Seven weeks into this mixed bag of a Giants season, Buster Posey is starting to feel right again, to feel the way he did before his career came crashing down during that devastating, bone-crunching collision at the plate.
One year ago next Friday. The Giants will be in the midst of a four-game series – coincidentally – against those same Marlins in Miami. That will be anything but a happy anniversary.
Even for a bruiser like Posey, a 6-foot-1, 218-pound catcher from a small town in Georgia, comebacks like these are a delicate dance. There are no guarantees about a recovery, about recapturing a career. One foot forward, one foot back.

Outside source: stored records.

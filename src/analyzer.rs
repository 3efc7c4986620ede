use crate::{
    config::Config,
    error::Result,
    generation::TextGenerator,
    heuristics::Heuristics,
    prompt::PromptEngine,
    record::AnalysisRecord,
    response::{parse_response, ParsedShape, PartialRecord},
    source::SourceUnit,
};
use serde::Serialize;
use tracing::{debug, info, warn};

/// How an [`AnalysisRecord`] was obtained.
#[derive(Debug, Clone, Copy, PartialEq, Eq, Serialize)]
pub enum AnalysisOrigin {
    /// Model response used as-is
    Model,
    /// Model response parsed, missing fields synthesized
    Repaired,
    /// No usable response; every field synthesized from the body
    Synthesized,
    /// Heuristics failed too; generic record
    Fallback,
}

/// Result of analyzing one function.
#[derive(Debug, Clone)]
pub struct Analysis {
    /// The record to store
    pub record: AnalysisRecord,
    /// Where the record came from
    pub origin: AnalysisOrigin,
}

/// Turns one [`SourceUnit`] into one [`AnalysisRecord`].
pub struct Analyzer {
    prompt: PromptEngine,
    generator: Box<dyn TextGenerator>,
    heuristics: Heuristics,
    record_key: String,
}

impl Analyzer {
    /// Creates an analyzer from configuration.
    ///
    /// # Errors
    ///
    /// Returns an error if the prompt template or generator cannot be set up.
    pub fn new(config: &Config) -> Result<Self> {
        let prompt = match config.generation.template_path {
            Some(ref path) => PromptEngine::with_template(&config.record_key, path)?,
            None => PromptEngine::new(&config.record_key)?,
        };

        Ok(Self {
            prompt,
            generator: config.generation.kind.create(&config.generation)?,
            heuristics: Heuristics::new(config.heuristics.clone()),
            record_key: config.record_key.clone(),
        })
    }

    /// Creates an analyzer around an existing generator.
    ///
    /// # Errors
    ///
    /// Returns an error if the built-in prompt cannot be compiled.
    pub fn with_generator(
        generator: Box<dyn TextGenerator>,
        heuristics: Heuristics,
        record_key: impl Into<String>,
    ) -> Result<Self> {
        let record_key = record_key.into();
        Ok(Self {
            prompt: PromptEngine::new(&record_key)?,
            generator,
            heuristics,
            record_key,
        })
    }

    /// Analyzes `unit`. Never fails: generation and parse problems are
    /// recovered with heuristics, and heuristic failure with a generic record.
    #[must_use]
    pub fn analyze(&self, unit: &SourceUnit) -> Analysis {
        let partial = match self.ask_model(unit) {
            Some(response) => {
                let shape = parse_response(&response, &self.record_key);
                let partial = PartialRecord::from_shape(&shape);
                if let ParsedShape::NestedUnderKey { key, .. } = &shape {
                    debug!("Response is nested under '{}'", key);
                }
                match shape.into_fields() {
                    Ok(fields) => debug!("Response carries {} field(s)", fields.len()),
                    Err(e) => warn!(
                        "{} for {}; creating a structured analysis",
                        e, unit.name
                    ),
                }
                partial
            }
            None => PartialRecord::default(),
        };

        if partial.is_complete() {
            let record = AnalysisRecord::merge(partial, AnalysisRecord::generic(unit));
            return Analysis {
                record,
                origin: AnalysisOrigin::Model,
            };
        }

        let missing = partial.missing_fields();
        let origin_if_ok = if partial.is_empty() {
            AnalysisOrigin::Synthesized
        } else {
            AnalysisOrigin::Repaired
        };

        match self.heuristics.reconstruct(unit) {
            Ok(fill) => {
                debug!("Synthesized {:?} for {}", missing, unit.name);
                Analysis {
                    record: AnalysisRecord::merge(partial, fill),
                    origin: origin_if_ok,
                }
            }
            Err(e) => {
                warn!("Heuristic reconstruction failed: {}", e);
                Analysis {
                    record: AnalysisRecord::merge(partial, AnalysisRecord::generic(unit)),
                    origin: AnalysisOrigin::Fallback,
                }
            }
        }
    }

    fn ask_model(&self, unit: &SourceUnit) -> Option<String> {
        let prompt = match self.prompt.render(unit) {
            Ok(prompt) => prompt,
            Err(e) => {
                warn!("Prompt rendering failed for {}: {}", unit.name, e);
                return None;
            }
        };
        debug!("Prompt: {}", prompt);

        match self.generator.generate(&prompt) {
            Ok(response) => {
                debug!("Response for {}: {}", unit.name, response);
                Some(response)
            }
            Err(e) => {
                info!("Falling back to local analysis for {}: {}", unit.name, e);
                None
            }
        }
    }
}
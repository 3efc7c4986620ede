//! Test-function extraction.
//!
//! Function boundaries come from a pattern match over definition headers,
//! not from a parse. A body runs from its `def` line up to the next line
//! that starts a `def` or `class` at any indentation, so a nested helper
//! function cuts the enclosing body short. Callers must tolerate truncated
//! bodies.

use crate::{
    error::Result,
    source::{read_source, SourceUnit},
};
use once_cell::sync::Lazy;
use regex::Regex;
use std::path::Path;
use tracing::{debug, error, info};

static NEXT_DEFINITION: Lazy<Regex> =
    Lazy::new(|| Regex::new(r"(?m)^[ \t]*(?:def|class)[ \t]+").expect("static pattern"));

/// Finds prefixed function definitions in source text.
#[derive(Debug, Clone)]
pub struct Extractor {
    prefix: String,
    header: Regex,
}

impl Extractor {
    /// Creates an extractor for functions whose name starts with `prefix`.
    ///
    /// # Errors
    ///
    /// Returns a configuration error if the header pattern cannot be built.
    pub fn new(prefix: &str) -> Result<Self> {
        let pattern = format!(
            r"(?m)^[ \t]*def[ \t]+({}[A-Za-z0-9_]*)[ \t]*\(",
            regex::escape(prefix)
        );

        Ok(Self {
            prefix: prefix.to_string(),
            header: Regex::new(&pattern)?,
        })
    }

    /// Returns the configured name prefix.
    #[must_use]
    pub fn prefix(&self) -> &str {
        &self.prefix
    }

    /// Extracts every matching function, in order of first appearance.
    ///
    /// A name defined twice keeps its first position but takes the later body.
    #[must_use]
    pub fn extract(&self, text: &str) -> Vec<SourceUnit> {
        let mut units: Vec<SourceUnit> = Vec::new();

        for caps in self.header.captures_iter(text) {
            let (Some(header), Some(name)) = (caps.get(0), caps.get(1)) else {
                continue;
            };

            let end = NEXT_DEFINITION
                .find_at(text, header.end())
                .map_or(text.len(), |m| m.start());

            let body = text[header.start()..end].trim();
            let unit = SourceUnit::new(name.as_str(), body, &self.prefix);

            debug!("Found function: {} ({} lines)", unit.name, unit.line_count());

            match units.iter_mut().find(|u| u.name == unit.name) {
                Some(existing) => *existing = unit,
                None => units.push(unit),
            }
        }

        info!(
            "Extracted {} test functions: {:?}",
            units.len(),
            units.iter().map(|u| u.name.as_str()).collect::<Vec<_>>()
        );

        units
    }

    /// Reads `path` and extracts its functions.
    ///
    /// An unreadable file is logged and yields no functions.
    #[must_use]
    pub fn extract_file(&self, path: &Path) -> Vec<SourceUnit> {
        match read_source(path) {
            Ok(text) => self.extract(&text),
            Err(e) => {
                error!("Error extracting functions: {}", e);
                Vec::new()
            }
        }
    }
}

#[cfg(test)]
mod tests {
    use super::*;
    use assert_fs::prelude::*;

    fn extractor() -> Extractor {
        Extractor::new("test_").unwrap()
    }

    #[test]
    fn test_no_matching_definitions() {
        let text = "def helper():\n    return 1\n\nclass Suite:\n    pass\n";
        assert!(extractor().extract(text).is_empty());
        assert!(extractor().extract("").is_empty());
    }

    #[test]
    fn test_single_function() {
        let text = "def test_add(self):\n    self.setup()\n    result = self.add(1,2)\n    self.assertEqual(result, 3)\n    self.cleanup()";
        let units = extractor().extract(text);

        assert_eq!(units.len(), 1);
        assert_eq!(units[0].name, "test_add");
        assert_eq!(units[0].subject, "add");
        assert_eq!(units[0].body, text);
    }

    #[test]
    fn test_body_stops_before_next_header() {
        let text = "def test_one(self):\n    self.a()\n\ndef test_two(self):\n    self.b()\n";
        let units = extractor().extract(text);

        assert_eq!(units.len(), 2);
        assert!(!units[0].body.contains("def test_two"));
        assert!(units[0].body.ends_with("self.a()"));
        assert!(units[1].body.starts_with("def test_two"));
    }

    #[test]
    fn test_body_stops_before_class() {
        let text = "    def test_one(self):\n        self.a()\nclass Other:\n    pass\n";
        let units = extractor().extract(text);

        assert_eq!(units[0].body, "def test_one(self):\n        self.a()");
    }

    #[test]
    fn test_nested_helper_truncates_body() {
        let text = "def test_outer():\n    x = 1\n    def inner():\n        return x\n    assert inner() == 1\n";
        let units = extractor().extract(text);

        assert_eq!(units.len(), 1);
        assert_eq!(units[0].body, "def test_outer():\n    x = 1");
    }

    #[test]
    fn test_non_matching_functions_end_bodies() {
        let text = "def test_a():\n    pass\ndef helper():\n    pass\n";
        let units = extractor().extract(text);

        assert_eq!(units.len(), 1);
        assert!(!units[0].body.contains("helper"));
    }

    #[test]
    fn test_duplicate_name_takes_last_body() {
        let text = "def test_a():\n    first()\ndef test_b():\n    pass\ndef test_a():\n    second()\n";
        let units = extractor().extract(text);

        assert_eq!(units.len(), 2);
        assert_eq!(units[0].name, "test_a");
        assert!(units[0].body.contains("second"));
    }

    #[test]
    fn test_custom_prefix_is_escaped() {
        let extractor = Extractor::new("check.").unwrap();
        let text = "def check.x():\n    pass\ndef checkAx():\n    pass\n";
        let units = extractor.extract(text);

        assert_eq!(units.len(), 1);
        assert_eq!(units[0].name, "check.x");
    }

    #[test]
    fn test_extract_file_missing_is_empty() {
        let units = extractor().extract_file(Path::new("/nonexistent/test_file.py"));
        assert!(units.is_empty());
    }

    #[test]
    fn test_extract_file() {
        let temp = assert_fs::TempDir::new().unwrap();
        let file = temp.child("test_file.py");
        file.write_str(include_str!("../fixtures/test_file.py")).unwrap();

        let units = extractor().extract_file(file.path());
        let names: Vec<_> = units.iter().map(|u| u.name.as_str()).collect();

        assert_eq!(
            names,
            vec![
                "test_rebalance_in_during_index_building",
                "test_rebalance_out_during_index_building",
                "test_eventing_swap_rebalance_when_existing_eventing_node_is_processing_mutations",
            ]
        );
    }
}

Admittedly, he gives an inch these days when awaiting a throw and the opportunity to tag out another runner.
“In the past, I set up in front of the plate,” Posey said after his RBI double supported Ryan Vogelsong’s seven-inning, one-hit 4-0 victory Saturday over the Oakland A’s. “I never set out to block the plate. But this year, more than anything, it’s being conscious of being in the best possible position if there is contact.”
Whatever Posey’s doing, it’s working. In his mind. In his rehab. In his approach. At the plate, both when he crouches and when he swings. He doesn’t wince when he senses a runner coming down the line and doesn’t hesitate to push his left cleats into the dirt as he plants and swings, either.
As the Giants prepare to close out the weekend homestand with the Athletics, he is hitting .302, leading the Giants in walks, catching most of the games (26), occasionally playing first base (seven games) and only once in a while requiring a day off.
The Giants can almost – almost – stop holding their breath. Posey’s recovery from the surgery that required the insertion of three screws into his left ankle and cost him most of his sophomore season is progressing as well as anyone within the organization could have hoped.
“I’m using him more than I probably envisioned,” Bruce Bochy acknowledged. “Of course, playing him at first base helps. I’d like to catch him a bit more … going back and forth makes it tough. It’s a skilled position, hard to get a rhythm. And he wants to catch.”
But no complaints. The Giants are too darn grateful to get greedy. The last thing Bochy needs is for his cleanup hitter and his most important position player – and the player who quietly commands his clubhouse – to suffer a serious setback. With his club hovering around the .500 mark, sputtering offensively and faltering defensively, he has plenty of other issues occupying his time.
Pablo Sandoval is on the disabled list. Two-time Cy Young Award winner Tim Lincecum has not been his usual dominating self. The Brandons – Belt and Crawford – are promising but erratic. Brian Wilson is out for the season after undergoing Tommy John surgery. Collectively, the Giants botch too many of the most fundamental plays, and, as Bochy says, ya gotta catch the ball.
After Saturday’s victory over an A’s club that managed only a sharp single by Seth Smith, the Giants’ manager suggested that this is about as good as these Giants are going to look. The starter (Vogelsong) threw a strong seven innings; relievers Javier Lopez and Clay Hensley closed out the eighth and ninth, respectively; and somewhere in the interim, the Giants capitalized on infield hits (Emmanuel Burriss), hit batters (Vogelsong) and timely hits to cobble together some runs.
In the second game of this three-game interleague matchup, the Giants scored all four runs after Grant Balfour replaced Tyson Ross. They got an RBI fly ball from Melky Cabrera and a two-run single by Angel Pagan that followed Posey’s blast that bounced on the warning track and over the center-field wall.
“You hit the ball 415 feet, and it (bounces), it’s like, ‘Ah, come on now!’” Posey said, smiling, shaking his head.
In a more serious moment, he said he discusses his medical situation often and openly with Bochy and the Giants trainers. He reveals when the ankle is cranky, he said, and either takes a day off or agrees to play first base.
“I feel good, though,” he said. “I’ve had good approaches, especially the last four or five games. It’s something all of us deal with … trying to keep the confidence going. This is not an easy game.”